The Israeli authorities said on Sunday that they would evacuate 14 more Israeli villages near the northern border with Lebanon amid escalating tit-for-tat clashes between Israeli forces and Hezbollah, the powerful Lebanese militia, that have raised concerns that the Israel-Hamas war could ignite other regional confrontations.
Overall, more than 152,000 Israeli residents of cities, towns and villages near the borders of Gaza in the south and Lebanon in the north have evacuated their homes for safer parts of the country over the past two weeks, according to local Israeli authorities.
Haim Bibas, the chairman of the Federation of Local Authorities in Israel, who provided the figure, said it was likely to be the largest internal population displacement in the country’s 75-year history.
The scale of the displacement in Israel does not compare with that in Gaza, where an estimated 700,000 Palestinians in the northern half of the crowded coastal territory are believed to have heeded warnings from the Israeli military to move south amid an ongoing aerial bombardment. The United Nations said on Sunday that 1.4 million residents of Gaza were internally displaced overall.
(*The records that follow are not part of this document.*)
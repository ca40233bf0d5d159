//! The key-value persistence interface handed to commands.
//!
//! Every value is a JSON document stored under one of a fixed set of keys. `db::Db` is the SQLite
//! implementation.

use crate::Result;
use anyhow::Context;
use serde::de::DeserializeOwned;
use serde::{Deserialize, Serialize};
use tracing::trace;

/// The fixed set of keys the app persists.
#[derive(Debug, Clone, Copy, Eq, PartialEq, Ord, PartialOrd, Hash, Serialize, Deserialize)]
#[serde(rename_all = "kebab-case")]
pub enum Key {
    /// The revenue ledger, newest first.
    HkdRevenue,
    /// Expense invoices, newest first.
    HkdExpenses,
    UserProfile,
    HkdGroup,
    HkdSector,
    HkdPrimaryCategory,
}

serde_plain::derive_display_from_serialize!(Key);
serde_plain::derive_fromstr_from_deserialize!(Key);

#[async_trait::async_trait]
pub trait Store: Send + Sync {
    /// Returns the raw JSON stored under `key`, if any.
    async fn get_raw(&self, key: Key) -> Result<Option<String>>;

    /// Replaces the value under `key`.
    async fn put_raw(&self, key: Key, value: String) -> Result<()>;

    /// Removes `key`. Removing a missing key is not an error.
    async fn remove(&self, key: Key) -> Result<()>;
}

/// Loads and deserializes the value under `key`.
pub async fn load<T>(store: &dyn Store, key: Key) -> Result<Option<T>>
where
    T: DeserializeOwned,
{
    let Some(json) = store.get_raw(key).await? else {
        return Ok(None);
    };
    let value = serde_json::from_str(&json)
        .with_context(|| format!("The stored value for '{key}' is not valid"))?;
    Ok(Some(value))
}

/// Loads the value under `key`, or its default when nothing is stored.
pub async fn load_or_default<T>(store: &dyn Store, key: Key) -> Result<T>
where
    T: DeserializeOwned + Default,
{
    Ok(load(store, key).await?.unwrap_or_default())
}

/// Serializes `value` and stores it under `key`.
pub async fn save<T>(store: &dyn Store, key: Key, value: &T) -> Result<()>
where
    T: Serialize + ?Sized,
{
    let json =
        serde_json::to_string(value).with_context(|| format!("Unable to serialize '{key}'"))?;
    trace!("Saving {} bytes under '{key}'", json.len());
    store.put_raw(key, json).await
}

#[cfg(test)]
mod tests {
    use super::*;
    use crate::model::{UserProfile, Vnd};
    use std::collections::HashMap;
    use std::sync::Mutex;

    /// A `Store` that lives in memory and is lost when dropped.
    #[derive(Debug, Default)]
    struct MemoryStore {
        data: Mutex<HashMap<Key, String>>,
    }

    impl MemoryStore {
        fn new() -> Self {
            Self::default()
        }

        fn data(&self) -> Result<std::sync::MutexGuard<'_, HashMap<Key, String>>> {
            self.data
                .lock()
                .map_err(|_| anyhow::anyhow!("The in-memory store lock is poisoned"))
        }
    }

    #[async_trait::async_trait]
    impl Store for MemoryStore {
        async fn get_raw(&self, key: Key) -> Result<Option<String>> {
            Ok(self.data()?.get(&key).cloned())
        }

        async fn put_raw(&self, key: Key, value: String) -> Result<()> {
            self.data()?.insert(key, value);
            Ok(())
        }

        async fn remove(&self, key: Key) -> Result<()> {
            self.data()?.remove(&key);
            Ok(())
        }
    }

    #[test]
    fn test_key_names() {
        assert_eq!(Key::HkdRevenue.to_string(), "hkd-revenue");
        assert_eq!(Key::HkdPrimaryCategory.to_string(), "hkd-primary-category");
        assert_eq!("user-profile".parse::<Key>().unwrap(), Key::UserProfile);
    }

    #[tokio::test]
    async fn test_memory_store_round_trip() {
        let store = MemoryStore::new();
        assert!(load::<UserProfile>(&store, Key::UserProfile)
            .await
            .unwrap()
            .is_none());

        let profile = UserProfile {
            name: "Nguyễn Văn A".to_string(),
            ..UserProfile::default()
        };
        save(&store, Key::UserProfile, &profile).await.unwrap();
        let loaded: UserProfile = load_or_default(&store, Key::UserProfile).await.unwrap();
        assert_eq!(loaded, profile);

        store.remove(Key::UserProfile).await.unwrap();
        store.remove(Key::UserProfile).await.unwrap();
        assert!(store.get_raw(Key::UserProfile).await.unwrap().is_none());
    }

    #[tokio::test]
    async fn test_invalid_json_is_an_error() {
        let store = MemoryStore::new();
        store
            .put_raw(Key::HkdRevenue, "not json".to_string())
            .await
            .unwrap();
        assert!(load::<Vec<Vnd>>(&store, Key::HkdRevenue).await.is_err());
    }
}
The total population of Gaza is more than two million people, while Israel’s population is over nine million.
The Israeli military said that over the past 24 hours, it had eliminated several squads of fighters trying to close in on Israeli positions and communities along the border with Lebanon and that Israel had attacked Hezbollah assets, observation points and military compounds across the border, including one from which a ground-to-air missile was fired at an Israeli drone. The claims had not been independently verified.
The pace of attacks appeared to be intensifying. On Sunday the Israeli military said it had fired back toward Lebanese territory after fighters launched anti-tank missiles against Israeli targets in three locations and said its aerial defense system had intercepted a drone approaching Israel from Lebanon.